Se um músico investiga as possibilidades secretas do instrumento da sua eleição e, como dizia o famoso Dizzie Gillespie, é preciso uma vida inteira para perceber o que não tocar, também para um pintor é necessário perceber o que deixar de fora. No caso, não as notas, mas, entre tudo o que lhe passa sob os olhos, o que retirar ou guardar, entre as imensas formas, linhas, manchas, luzes, sombras, do mundo e de si mesmo — e, enfim, escolher o que põe na tela. A isso damos o nome de investigação, porque escolher o que deixar de fora é eleger, em alguns momentos da vida, o que integrar na obra, correndo os riscos de funcionar ou não. A experiência é contínua e tão laboratorial como as composições formuladas pela química. Porque pintar, seja registando o mundo com clareza ou aproximando-se dele pelo lado mais alteroso, é um modo de conhecimento partilhado ou, como refere a própria autora:

“Pintura é uma imagem.
Pintura é um conceito, um raciocínio, uma ideia.
Pintura é uma linguagem.
Pintura é um sentimento, um desejo.
Pintura é um indivíduo.
Pintura é um país, uma época, um universo.
Pintura é uma aposta.”

Entre paisagens abstractas e memórias, esta exposição apresenta obras que cobrem um período do início dos anos de 1970 a 2019. Nelas se cruzam várias paisagens gerais: a do país e a individual, da artista, num registo que não se limita a imitar a realidade, nos seus modos concretos, antes a sugere e evoca, convidando-nos a contribuir, com o nosso tempo e demora, para o proposto encontro de emoções.

Contadora de estórias improváveis, em que quotidiano cultural e social e memória pessoal se mesclam, Teresa Magalhães cria labirintos para os quais nos convida a entrar. Esses labirintos podem ser uma pintura composta por 18 telas (a evocar outras tantas janelas abertas sobre a paisagem), ou as 26 telas redondas nas quais nos permite espreitar para a sua memória e vivências.

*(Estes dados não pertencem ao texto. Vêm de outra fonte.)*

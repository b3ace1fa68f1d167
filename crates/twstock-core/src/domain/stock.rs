//! 종목 엔티티와 원격 종목 레코드.

use serde::{Deserialize, Serialize};

use super::Market;
use crate::filter::{check_admissible, Rejection};

/// 저장된 종목.
///
/// 적격성 필터를 통과한 레코드만 이 타입으로 변환됩니다.
#[derive(Debug, Clone, PartialEq, Eq, Serialize, Deserialize)]
pub struct Stock {
    /// MIS 채널 ID (예: "1101.tw")
    pub id: String,
    /// 원격 응답의 거래소 코드 (`ex`)
    pub exchange_code: String,
    /// 정식 명칭 (`nf`)
    pub full_name: String,
    /// 약칭 (`n`)
    pub short_name: String,
    /// 소속 업종 코드
    pub industry_code: String,
    /// 소속 시장
    pub market: Market,
}

impl Stock {
    /// 구분자(`.`) 앞의 숫자 티커 부분.
    pub fn ticker(&self) -> &str {
        self.id.split('.').next().unwrap_or(&self.id)
    }

    /// 약칭 또는 정식 명칭에 `text`가 포함되는지 확인합니다.
    pub fn name_contains(&self, text: &str, case_sensitive: bool) -> bool {
        if case_sensitive {
            self.short_name.contains(text) || self.full_name.contains(text)
        } else {
            let needle = text.to_lowercase();
            self.short_name.to_lowercase().contains(&needle)
                || self.full_name.to_lowercase().contains(&needle)
        }
    }
}

/// 업종별 종목 조회 API가 반환하는 원시 레코드 (`msgArray` 원소).
///
/// 모든 필드는 누락될 수 있으며, 알 수 없는 필드는 무시됩니다.
#[derive(Debug, Clone, Default, PartialEq, Eq, Serialize, Deserialize)]
pub struct StockRecord {
    /// 채널 ID (`ch`)
    #[serde(rename = "ch", default, skip_serializing_if = "Option::is_none")]
    pub id: Option<String>,
    /// 거래소 코드 (`ex`)
    #[serde(rename = "ex", default, skip_serializing_if = "Option::is_none")]
    pub exchange_code: Option<String>,
    /// 정식 명칭 (`nf`)
    #[serde(rename = "nf", default, skip_serializing_if = "Option::is_none")]
    pub full_name: Option<String>,
    /// 약칭 (`n`)
    #[serde(rename = "n", default, skip_serializing_if = "Option::is_none")]
    pub short_name: Option<String>,
}

impl StockRecord {
    /// 필드를 모두 지정하여 레코드를 생성합니다.
    pub fn new(
        id: impl Into<String>,
        exchange_code: impl Into<String>,
        full_name: impl Into<String>,
        short_name: impl Into<String>,
    ) -> Self {
        Self {
            id: Some(id.into()),
            exchange_code: Some(exchange_code.into()),
            full_name: Some(full_name.into()),
            short_name: Some(short_name.into()),
        }
    }

    /// 적격성 검사를 거쳐 시장/업종이 지정된 [`Stock`]으로 변환합니다.
    pub fn into_stock(
        self,
        market: Market,
        industry_code: impl Into<String>,
    ) -> Result<Stock, Rejection> {
        check_admissible(&self)?;

        Ok(Stock {
            // check_admissible가 id/full_name 존재를 보장함
            id: self.id.unwrap_or_default(),
            exchange_code: self.exchange_code.unwrap_or_default(),
            full_name: self.full_name.unwrap_or_default(),
            short_name: self.short_name.unwrap_or_default(),
            industry_code: industry_code.into(),
            market,
        })
    }
}
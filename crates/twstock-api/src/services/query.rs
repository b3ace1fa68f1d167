//! 조회 서비스.
//!
//! 저장소 조회 결과를 응답 DTO로 조합합니다. 모든 연산은 읽기 전용이며
//! 동기화를 유발하지 않습니다.

use std::sync::Arc;
use twstock_core::{IndustryDto, Market, SearchConfig, StockDto, StockPrice};
use twstock_data::{StockStore, StoreResult};

/// 업종/종목/시세 조회 서비스.
#[derive(Clone)]
pub struct QueryService {
    store: Arc<dyn StockStore>,
    search_limit: usize,
}

impl QueryService {
    pub fn new(store: Arc<dyn StockStore>, search: &SearchConfig) -> Self {
        Self {
            store,
            search_limit: search.limit.max(1),
        }
    }

    pub fn search_limit(&self) -> usize {
        self.search_limit
    }

    /// 시장의 업종 목록 (소속 종목 포함, 저장소 순서).
    ///
    /// 업종과 종목은 저장소의 같은 스냅샷에서 읽습니다.
    pub async fn list_industries(&self, market: Market) -> StoreResult<Vec<IndustryDto>> {
        let members = self.store.list_industries_with_stocks(market).await?;

        Ok(members
            .into_iter()
            .map(|member| {
                let stocks = member.stocks.into_iter().map(StockDto::from).collect();
                IndustryDto::from(&member.industry).with_stocks(stocks)
            })
            .collect())
    }

    /// 시장/업종의 종목 목록.
    pub async fn list_stocks(&self, market: Market, industry_code: &str) -> StoreResult<Vec<StockDto>> {
        let stocks = self
            .store
            .find_by_market_and_industry(market, industry_code)
            .await?;
        Ok(stocks.into_iter().map(StockDto::from).collect())
    }

    /// 명칭 검색 (최대 `search.limit`개).
    pub async fn search(&self, text: &str) -> StoreResult<Vec<StockDto>> {
        if text.is_empty() {
            return Ok(Vec::new());
        }

        let stocks = self.store.find_like(text, self.search_limit).await?;
        Ok(stocks.into_iter().map(StockDto::from).collect())
    }

    /// 종목의 최신 시세.
    pub async fn get_price(&self, stock_id: &str) -> StoreResult<Option<StockPrice>> {
        self.store.get_price(stock_id).await
    }
}

#[cfg(test)]
mod tests {
    use super::*;
    use async_trait::async_trait;
    use twstock_core::{Dataset, Industry, Stock};
    use twstock_data::{IndustryMembers, MemoryStockStore};

    fn stock(id: &str, name: &str, code: &str, market: Market) -> Stock {
        Stock {
            id: id.to_string(),
            exchange_code: market.as_str().to_string(),
            full_name: format!("{}股份有限公司", name),
            short_name: name.to_string(),
            industry_code: code.to_string(),
            market,
        }
    }

    async fn service() -> QueryService {
        let store = MemoryStockStore::with_dataset(Dataset::from_parts(
            vec![
                Industry::new(Market::Tse, "01", "水泥工業"),
                Industry::new(Market::Tse, "02", "食品工業"),
                Industry::new(Market::Otc, "02", "食品工業"),
            ],
            vec![
                stock("1101.tw", "台泥", "01", Market::Tse),
                stock("1102.tw", "亞泥", "01", Market::Tse),
                stock("1201.tw", "味全", "02", Market::Tse),
                stock("1264.tw", "德麥", "02", Market::Otc),
            ],
        ));
        QueryService::new(Arc::new(store), &SearchConfig::default())
    }

    #[tokio::test]
    async fn test_list_industries_nests_market_stocks() {
        let service = service().await;

        let industries = service.list_industries(Market::Tse).await.unwrap();
        assert_eq!(industries.len(), 2);
        assert_eq!(industries[0].code, "01");
        let names: Vec<&str> = industries[0].stocks.iter().map(|s| s.name.as_str()).collect();
        assert_eq!(names, vec!["台泥", "亞泥"]);

        // 같은 업종 코드라도 다른 시장 종목은 섞이지 않음
        assert_eq!(industries[1].stocks.len(), 1);
        assert_eq!(industries[1].stocks[0].id, "1201.tw");
    }

    #[tokio::test]
    async fn test_list_stocks() {
        let service = service().await;

        let stocks = service.list_stocks(Market::Otc, "02").await.unwrap();
        assert_eq!(stocks, vec![StockDto { id: "1264.tw".into(), name: "德麥".into() }]);
        assert!(service.list_stocks(Market::Otc, "01").await.unwrap().is_empty());
    }

    #[tokio::test]
    async fn test_search_caps_results() {
        let stocks: Vec<Stock> = (0..15)
            .map(|i| stock(&format!("{}.tw", 1500 + i), &format!("電機{}", i), "05", Market::Tse))
            .collect();
        let store = MemoryStockStore::with_dataset(Dataset::from_parts(vec![], stocks));
        let service = QueryService::new(Arc::new(store), &SearchConfig::default());

        let found = service.search("電機").await.unwrap();
        assert_eq!(found.len(), 10);
        assert!(found.iter().all(|s| s.name.contains("電機")));
        assert!(service.search("").await.unwrap().is_empty());
    }

    /// 개별 조회 사이마다 다른 데이터셋을 커밋하는 저장소.
    struct CommittingStore {
        inner: MemoryStockStore,
        next: Dataset,
    }

    impl CommittingStore {
        async fn commit_next(&self) {
            self.inner.replace_dataset(&self.next).await.unwrap();
        }
    }

    #[async_trait]
    impl StockStore for CommittingStore {
        async fn replace_all_industries(&self, market: Market, industries: &[Industry]) -> StoreResult<()> {
            self.inner.replace_all_industries(market, industries).await
        }
        async fn replace_all_stocks(&self, stocks: &[Stock]) -> StoreResult<()> {
            self.inner.replace_all_stocks(stocks).await
        }
        async fn replace_dataset(&self, dataset: &Dataset) -> StoreResult<()> {
            self.inner.replace_dataset(dataset).await
        }
        async fn clear_all(&self) -> StoreResult<()> {
            self.inner.clear_all().await
        }
        async fn list_all_industries(&self, market: Market) -> StoreResult<Vec<Industry>> {
            let industries = self.inner.list_all_industries(market).await;
            self.commit_next().await;
            industries
        }
        async fn list_all_stocks(&self) -> StoreResult<Vec<Stock>> {
            let stocks = self.inner.list_all_stocks().await;
            self.commit_next().await;
            stocks
        }
        async fn list_industries_with_stocks(&self, market: Market) -> StoreResult<Vec<IndustryMembers>> {
            let members = self.inner.list_industries_with_stocks(market).await;
            self.commit_next().await;
            members
        }
        async fn find_by_market_and_industry(&self, market: Market, code: &str) -> StoreResult<Vec<Stock>> {
            self.inner.find_by_market_and_industry(market, code).await
        }
        async fn find_like(&self, text: &str, limit: usize) -> StoreResult<Vec<Stock>> {
            self.inner.find_like(text, limit).await
        }
        async fn count_stocks(&self) -> StoreResult<usize> {
            self.inner.count_stocks().await
        }
        async fn upsert_prices(&self, prices: &[StockPrice]) -> StoreResult<usize> {
            self.inner.upsert_prices(prices).await
        }
        async fn get_price(&self, stock_id: &str) -> StoreResult<Option<StockPrice>> {
            self.inner.get_price(stock_id).await
        }
        async fn health_check(&self) -> StoreResult<()> {
            Ok(())
        }
    }

    #[tokio::test]
    async fn test_list_industries_reads_one_snapshot_during_sync() {
        let store = CommittingStore {
            inner: MemoryStockStore::with_dataset(Dataset::from_parts(
                vec![Industry::new(Market::Tse, "01", "水泥工業")],
                vec![stock("1101.tw", "台泥", "01", Market::Tse)],
            )),
            next: Dataset::from_parts(
                vec![Industry::new(Market::Tse, "02", "食品工業")],
                vec![stock("1201.tw", "味全", "02", Market::Tse)],
            ),
        };
        let service = QueryService::new(Arc::new(store), &SearchConfig::default());

        // 조회 도중 커밋된 새 데이터셋과 섞이지 않고 이전 데이터셋 그대로
        let industries = service.list_industries(Market::Tse).await.unwrap();
        assert_eq!(industries.len(), 1);
        assert_eq!(industries[0].code, "01");
        assert_eq!(
            industries[0].stocks,
            vec![StockDto { id: "1101.tw".into(), name: "台泥".into() }]
        );

        // 다음 조회는 새 데이터셋
        let industries = service.list_industries(Market::Tse).await.unwrap();
        assert_eq!(industries[0].code, "02");
        assert_eq!(industries[0].stocks[0].id, "1201.tw");
    }
}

Nos últimos anos, uma certa tentação memorialista passou também a integrar a obra de Teresa Magalhães. Mais concretamente, entre 2017 e 2019, a artista criou uma série a que deu o significativo título genérico de “Quando eu era pequena”. Composta por vinte e seis telas redondas, que evocam memórias concretas da sua infância, numa clara relação com o exterior que a inundava, essa série permite-nos um olhar simultaneamente íntimo e irónico dos seus primeiros anos. Incluídas na pintura, imagens fotográficas dão prova de vida desses anos, testemunhando o quanto da memória da artista tem corpo visual e integrando essas revelações concretas numa massa pictórica de grande força e materialidade, em que o gesto da artista se transforma dos fundos densos e abstractos nas linhas curvas e sinuosas e nas figuras sintetizadas que sobre eles inscreve. Nestas telas, a cor irrompe com frenesi, num turbilhão de pinceladas. Sobre esse turbilhão de cores, recortes de outros turbilhões se encaixam, transmutando a pintura em colagem, e criando camadas de novos sentidos, de novos ritmos, de surpresas. Do centro dessa voragem criada por uma pintura carnal, emerge a memória, evocada na colagem de fotografias que vão dos álbuns pessoais (da artista e família), aos demais afectos e lugares que acolheram a sua vida: as bonecas, capas de livros, a Brasileira do Chiado, salas ou objectos icónicos de museus de Lisboa, carrinhos de choque, teatros de Robertos, uma gigante roda de feira. Nesta série “Quando eu era pequena” sumariza-se todo um programa de pintura que se afirma, de facto, como misturado com a vida. E no humor das memórias evocadas nos recortes fotográficas, no contraste das cores, do movimento e da voragem do tempo, o tempo ecoa benigno e poderoso, fazendo as cores — e a vida — dançar com mais vigor.